Through these questions, we hoped to align the patient's goals with their care. The nurses asked these questions during admission. The staff used the information obtained from the "Get to Know Me" questions to individualize care and motivate patients to achieve their goals. For example, Mr. Smith likes to go fishing, so his nurse encouraged him to get up and walk so that he may be able to return to fishing after discharge. Our leaders performed audits using the My Rounding Template and talked to patients during leadership rounding to monitor compliance. Following the three-month pilot study, our HCAHPS results were reviewed; however, our patient satisfaction scores did not increase as we expected. A post-implementation survey was performed. Staff responses to the pilot study were encouraging as the nursing staff noted positive influences since the implementation of the pilot. We decided to momentarily pause the pilot while we moved to a different unit and collaborated with Dr. Agarwal once again to come up with a reboot to our original pilot. The "Get to Know Me" reboot, now referred to as "What Matters Most" pilot kicked off with a few changes. Nurses were no longer asking the patients three questions, but rather a single question daily: "What's the most important thing we can do for you today?" Those responses were updated on the whiteboard daily.

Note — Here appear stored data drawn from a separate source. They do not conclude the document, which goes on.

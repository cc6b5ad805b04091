/*!
 * Sequence aligner interface and alignment results.
 *
 * The alignment algorithm itself lives outside this library. Callers supply a
 * cost-minimizing global aligner (Needleman-Wunsch style) behind the
 * [`Aligner`] trait: it pairs items of two ordered sequences monotonically,
 * charging the weight function for each pairing and a constant gap penalty
 * for each skipped item.
 */

use std::fmt::Debug;

use crate::document::NormalizedItem;
use crate::errors::AlignerError;
use crate::weight::PairWeight;

/// One pairing produced by an aligner.
///
/// `source` and `target` index into the respective normalized sequences;
/// `None` marks a gap on that side. `cost` is either the pairwise weight of a
/// matched pair or the gap penalty of an unmatched item.
#[derive(Debug, Clone, Copy, PartialEq)]
pub struct Alignment {
    /// Index into the source sequence, or `None` for a gap
    pub source: Option<usize>,

    /// Index into the target sequence, or `None` for a gap
    pub target: Option<usize>,

    /// Cost of this pairing
    pub cost: f64,
}

impl Alignment {
    /// Create an alignment entry
    pub fn new(source: Option<usize>, target: Option<usize>, cost: f64) -> Self {
        Self {
            source,
            target,
            cost,
        }
    }

    /// Create a matched pair of indexes
    pub fn pair(source: usize, target: usize, cost: f64) -> Self {
        Self::new(Some(source), Some(target), cost)
    }

    /// Whether this entry leaves one side unmatched
    pub fn is_gap(&self) -> bool {
        self.source.is_none() || self.target.is_none()
    }
}

/// Common trait for all sequence aligners
///
/// Implementations compute a minimum-total-cost monotonic matching between
/// the two sequences, permitting skips on either side at `gap_penalty` per
/// skipped item. Weight-function errors must be propagated, not swallowed.
pub trait Aligner: Send + Sync + Debug {
    /// Align two normalized sequences
    ///
    /// # Arguments
    /// * `source` - Normalized items of the source document
    /// * `target` - Normalized items of the target document
    /// * `weight` - Pairwise cost function for matched items
    /// * `gap_penalty` - Cost per unmatched item
    ///
    /// # Returns
    /// * `Result<Vec<Alignment>, AlignerError>` - The alignment entries in
    ///   sequence order, or an error
    fn align(
        &self,
        source: &[NormalizedItem],
        target: &[NormalizedItem],
        weight: &dyn PairWeight,
        gap_penalty: f64,
    ) -> Result<Vec<Alignment>, AlignerError>;
}

pub mod mock;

Additionally, the patients were asked how they preferred to be addressed. Our goal was to tailor patient care based on what was important to them that day. Patients' responses ranged from taking a shower to getting them through a liver transplant and somewhere in between. Similar to the original pilot, leadership rounded on patients to monitor compliance. During the leadership rounds, patients expressed that what mattered to them was being prioritized.
The patients' satisfaction was reflected in our HCAHPS scores following implementation. Dunn 10 East has seen an increase in patient satisfaction survey scores, moving from an overall HCAHPS score of 78.5 % for 2020 to 83.6% in the year to date. Furthermore, communication with nurses scores also increased on the HCAHPS survey from an overall score of 75.4% in 2020 to 81.8% in the year to date.
Based on our preliminary results, using the "What Matters Most" element of the 4Ms Framework has increased our patient satisfaction outcomes. As we continue to advance the patient care experience, we are excited to continue implementing this initiative. In doing so, it is our wish as a unit to personalize patient care and continue asking our patients what is most important to them.